United States Army general

Joseph Cowles Mehaffey (November 20, 1889 – February 18, 1963) was an American military officer and engineer. As a member of the Army Corps of Engineers, he was the consulting engineer on the Arlington Memorial Bridge in Washington, D.C.; helped renovate the White House; and served as a supervising engineer for the Works Progress Administration during the Great Depression. He was assigned in 1941 as maintenance engineer of the Panama Canal, and was governor of the Panama Canal Zone from 1944 to 1948. He held the rank of major general in the United States Army.

==Life and career==

===Early life===
Mehaffey was born in November 1889 in Lima, Ohio, to William R. and Mary Brooks (Stahl) Mehaffey.
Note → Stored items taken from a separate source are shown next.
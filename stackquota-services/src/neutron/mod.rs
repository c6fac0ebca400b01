//! Neutron (network) client.
//!
//! ## API Endpoints
//!
//! - `GET /v2.0/extensions` - Loaded API extensions (fetched once per client)
//! - `GET /v2.0/quotas/{t}` - Tenant quota set
//! - `GET /v2.0/quotas/{t}/default` - Default quota set
//! - `GET /v2.0/quotas/{t}/details` - Limit, usage, and reservations
//! - `GET /v2.0/{networks,subnets,ports,routers,floatingips,security-groups}?tenant_id={t}`

mod api;
pub(crate) mod parser;

pub use api::NeutronClient;
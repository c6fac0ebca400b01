//! JSON output formatting.

use anyhow::Result;
use chrono::{DateTime, Utc};
use serde::{Serialize, Serializer};
use stackquota_core::{QuotaUsages, ResourceQuota};
use stackquota_fetch::ReportedError;
use std::collections::BTreeMap;

use super::ServiceStatus;

// ============================================================================
// Output Types
// ============================================================================

/// JSON output for the usages command.
#[derive(Debug, Serialize)]
#[serde(rename_all = "camelCase")]
pub struct UsagesOutput {
    pub tenant_id: String,
    pub resources: BTreeMap<String, ResourceOutput>,
    #[serde(skip_serializing_if = "Vec::is_empty")]
    pub warnings: Vec<WarningOutput>,
}

/// One resource. Unlimited values are `null` with `unlimited` set.
#[derive(Debug, Serialize)]
#[serde(rename_all = "camelCase")]
pub struct ResourceOutput {
    pub quota: Option<u64>,
    pub unlimited: bool,
    #[serde(skip_serializing_if = "Option::is_none")]
    pub used: Option<u64>,
    #[serde(skip_serializing_if = "Option::is_none")]
    pub available: Option<u64>,
    #[serde(skip_serializing_if = "Option::is_none")]
    pub used_percent: Option<f64>,
}

/// A service that could not be queried.
#[derive(Debug, Serialize)]
#[serde(rename_all = "camelCase")]
pub struct WarningOutput {
    pub service: String,
    pub message: String,
}

/// JSON output for the services command.
#[derive(Debug, Serialize)]
#[serde(rename_all = "camelCase")]
pub struct ServicesOutput {
    pub project_id: String,
    #[serde(skip_serializing_if = "Option::is_none", serialize_with = "serialize_datetime_opt")]
    pub token_expires_at: Option<DateTime<Utc>>,
    pub services: Vec<ServiceOutput>,
}

/// One backend service.
#[derive(Debug, Serialize)]
#[serde(rename_all = "camelCase")]
pub struct ServiceOutput {
    pub service: String,
    pub project: String,
    pub enabled: bool,
    pub service_types: Vec<String>,
    #[serde(skip_serializing_if = "Option::is_none")]
    pub endpoint: Option<String>,
}

// ============================================================================
// Serialization helpers
// ============================================================================

#[allow(clippy::ref_option)]
fn serialize_datetime_opt<S>(dt: &Option<DateTime<Utc>>, s: S) -> Result<S::Ok, S::Error>
where
    S: Serializer,
{
    match dt {
        Some(dt) => s.serialize_str(&dt.to_rfc3339()),
        None => s.serialize_none(),
    }
}

// ============================================================================
// JSON Formatter
// ============================================================================

/// JSON formatter.
pub struct JsonFormatter {
    pretty: bool,
}

impl JsonFormatter {
    /// Creates a new JSON formatter.
    pub fn new(pretty: bool) -> Self {
        Self { pretty }
    }

    /// Formats any serializable value.
    pub fn format<T: Serialize>(&self, data: &T) -> Result<String> {
        let json = if self.pretty {
            serde_json::to_string_pretty(data)?
        } else {
            serde_json::to_string(data)?
        };
        Ok(json)
    }

    /// Formats a tenant's quota usages along with any reported failures.
    pub fn format_usages(
        &self,
        tenant_id: &str,
        usages: &QuotaUsages,
        exhausted_only: bool,
        reports: &[ReportedError],
    ) -> Result<String> {
        let output = UsagesOutput {
            tenant_id: tenant_id.to_string(),
            resources: usages
                .iter()
                .filter(|(_, usage)| !exhausted_only || usage.is_exhausted())
                .map(|(name, usage)| (name.to_string(), resource_output(usage)))
                .collect(),
            warnings: reports
                .iter()
                .map(|report| WarningOutput {
                    service: report.service.to_string(),
                    message: report.message.clone(),
                })
                .collect(),
        };
        self.format(&output)
    }

    /// Formats service availability.
    pub fn format_services(
        &self,
        project_id: &str,
        statuses: &[ServiceStatus],
        token_expires_at: Option<DateTime<Utc>>,
    ) -> Result<String> {
        let output = ServicesOutput {
            project_id: project_id.to_string(),
            token_expires_at,
            services: statuses
                .iter()
                .map(|status| ServiceOutput {
                    service: status.descriptor.kind.to_string(),
                    project: status.descriptor.project_name.to_string(),
                    enabled: status.enabled,
                    service_types: status
                        .descriptor
                        .service_types
                        .iter()
                        .map(|t| (*t).to_string())
                        .collect(),
                    endpoint: status.endpoint.clone(),
                })
                .collect(),
        };
        self.format(&output)
    }
}

/// Converts a resource entry to its JSON shape.
pub fn resource_output(usage: &ResourceQuota) -> ResourceOutput {
    ResourceOutput {
        quota: usage.quota.finite(),
        unlimited: usage.is_unlimited(),
        used: usage.used,
        available: usage.available.and_then(|limit| limit.finite()),
        used_percent: usage.usage_percent().map(|p| (p * 10.0).round() / 10.0),
    }
}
His grandfather was Robert Mehaffey, an Ulster Scot who emigrated from County Tyrone, Ireland, in 1850 or 1851 at the age of 17. Settling in Lima, he established him in the grocery and then banking business, rising to the position of Vice President of the First National Bank of Lima. He later organized the Merchants National Bank and Metropolitan Bank. He was elected to two terms in the Ohio Senate, and owned a large amount of stock in the Allen County Democrat newspaper. Mehaffey's father worked in the Allen County Democrat beginning in 1885, then purchased the paper and merged it with the Daily Times to form the Lima Times Democrat (a newspaper which still exists in 2013). Joseph had an older brother, Robert Chisholm (born July 22, 1884), and an older sister, Eleanor Cowles (born October 10, 1885, and died in 1887). He also had a younger brother, William Kenneth (born August 23, 1889, and died in 1896). Mehaffey's mother died in March 1899, and his father in November 1907 married Mary E. Mount of Chatham-Kent, Ontario, Canada.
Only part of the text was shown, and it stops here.